Каким же образом ученые изучают «замки» белков. Большой популярностью пользуется, в частности, метод рентгеноструктурного анализа. Для начала надо вырастить кристалл, который будет состоять из белка-мишени (что само по себе очень непростая задача). Затем проводится анализ дифракции рентгеновских лучей. И на его основе строится компьютерная модель белка-мишени, которая и предоставляет информацию об устройстве его «замка». Правда, в этой модели нет информации о том, какие части молекулы белка подвижны, а какие – нет. На этом этапе и начинается рациональный поиск «отмычки», с использованием компьютерных вычислений, таких как машинное обучение.

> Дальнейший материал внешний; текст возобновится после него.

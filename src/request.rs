//! Request and response value types shared by every backend

use serde::{Deserialize, Serialize};
use serde_json::{json, Map, Value};

/// Speaker of a chat message
#[derive(Debug, Clone, Copy, PartialEq, Eq, Hash, Serialize, Deserialize)]
#[serde(rename_all = "lowercase")]
pub enum Role
{   System
  , User
  , Assistant
}

impl Role
{   pub fn as_str(&self) -> &'static str
    {   match self
        {   Role::System => "system"
          , Role::User => "user"
          , Role::Assistant => "assistant"
        }
    }
}

/// One role-tagged chat message
#[derive(Debug, Clone, PartialEq, Eq, Serialize, Deserialize)]
pub struct Message
{   pub role: Role
  , pub content: String
}

impl Message
{   pub fn new(role: Role, content: impl Into<String>) -> Self
    {   Message
        {   role
          , content: content.into()
        }
    }

    pub fn system(content: impl Into<String>) -> Self
    {   Message::new(Role::System, content)
    }

    pub fn user(content: impl Into<String>) -> Self
    {   Message::new(Role::User, content)
    }

    pub fn assistant(content: impl Into<String>) -> Self
    {   Message::new(Role::Assistant, content)
    }
}

/// Sampling options applied to every request built from a bare message list
#[derive(Debug, Clone, PartialEq, Serialize, Deserialize)]
pub struct RequestOptions
{   /// Temperature for sampling
    pub temperature: f64
  , /// Max tokens to generate
    pub max_output_tokens: Option<u32>
  , /// Backend-specific options merged into the payload
    pub extra: Map<String, Value>
}

impl Default for RequestOptions
{   fn default() -> Self
    {   RequestOptions
        {   temperature: 0.7
          , max_output_tokens: None
          , extra: Map::new()
        }
    }
}

/// A single completion request
#[derive(Debug, Clone, PartialEq, Serialize, Deserialize)]
pub struct Request
{   /// Conversation to complete
    pub messages: Vec<Message>
  , /// Target model identifier
    pub model: String
  , /// Temperature for sampling
    pub temperature: f64
  , /// Max tokens to generate
    pub max_output_tokens: Option<u32>
  , /// Backend-specific options merged into the payload
    #[serde(default)]
    pub extra: Map<String, Value>
}

impl Request
{   pub fn new(
      messages: Vec<Message>
    , model: impl Into<String>
    ) -> Self
    {   Request::with_options(messages, model, &RequestOptions::default())
    }

    pub fn with_options(
      messages: Vec<Message>
    , model: impl Into<String>
    , options: &RequestOptions
    ) -> Self
    {   Request
        {   messages
          , model: model.into()
          , temperature: options.temperature
          , max_output_tokens: options.max_output_tokens
          , extra: options.extra.clone()
        }
    }

    pub fn temperature(mut self, temperature: f64) -> Self
    {   self.temperature = temperature;
        self
    }

    pub fn max_output_tokens(mut self, max: u32) -> Self
    {   self.max_output_tokens = Some(max);
        self
    }

    pub fn extra(mut self, key: impl Into<String>, value: Value) -> Self
    {   self.extra.insert(key.into(), value);
        self
    }
}

/// Token counts as reported by the backend; any of them may be unknown
#[derive(Debug, Clone, Copy, Default, PartialEq, Eq, Serialize, Deserialize)]
pub struct Usage
{   pub input_tokens: Option<u64>
  , pub output_tokens: Option<u64>
  , pub total_tokens: Option<u64>
}

/// Result of one logical request
///
/// `error` and non-empty `content` may coexist: a validator runs after
/// content is obtained and can mark a response as failed.
#[derive(Debug, Clone, PartialEq, Serialize, Deserialize)]
pub struct Response
{   /// Backend that produced it
    pub provider: String
  , /// Model that produced it
    pub model: String
  , /// Generated text
    pub content: String
  , /// Untouched backend payload
    pub raw: Value
  , pub usage: Usage
  , pub error: Option<String>
}

impl Response
{   pub fn new(
      provider: impl Into<String>
    , model: impl Into<String>
    , content: impl Into<String>
    ) -> Self
    {   Response
        {   provider: provider.into()
          , model: model.into()
          , content: content.into()
          , raw: Value::Null
          , usage: Usage::default()
          , error: None
        }
    }

    /// Empty-content response carrying only an error description
    pub fn failed(
      provider: impl Into<String>
    , model: impl Into<String>
    , error: impl Into<String>
    ) -> Self
    {   let error = error.into();
        Response
        {   provider: provider.into()
          , model: model.into()
          , content: String::new()
          , raw: json!({ "error": error })
          , usage: Usage::default()
          , error: Some(error)
        }
    }

    pub fn with_usage(mut self, usage: Usage) -> Self
    {   self.usage = usage;
        self
    }

    pub fn with_raw(mut self, raw: Value) -> Self
    {   self.raw = raw;
        self
    }

    pub fn is_success(&self) -> bool
    {   self.error.is_none()
    }
}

Как видно из описания, несмотря на то, что такой подход заметно сокращает число кандидатов на роль «отмычки», сам по себе он подразумевает решение сложных задач и привлечение для этого весьма компетентных специалистов. Поэтому, несмотря на очевидные «слабые места», методы полного перебора по-прежнему пользуются высокой популярностью у фармацевтических компаний.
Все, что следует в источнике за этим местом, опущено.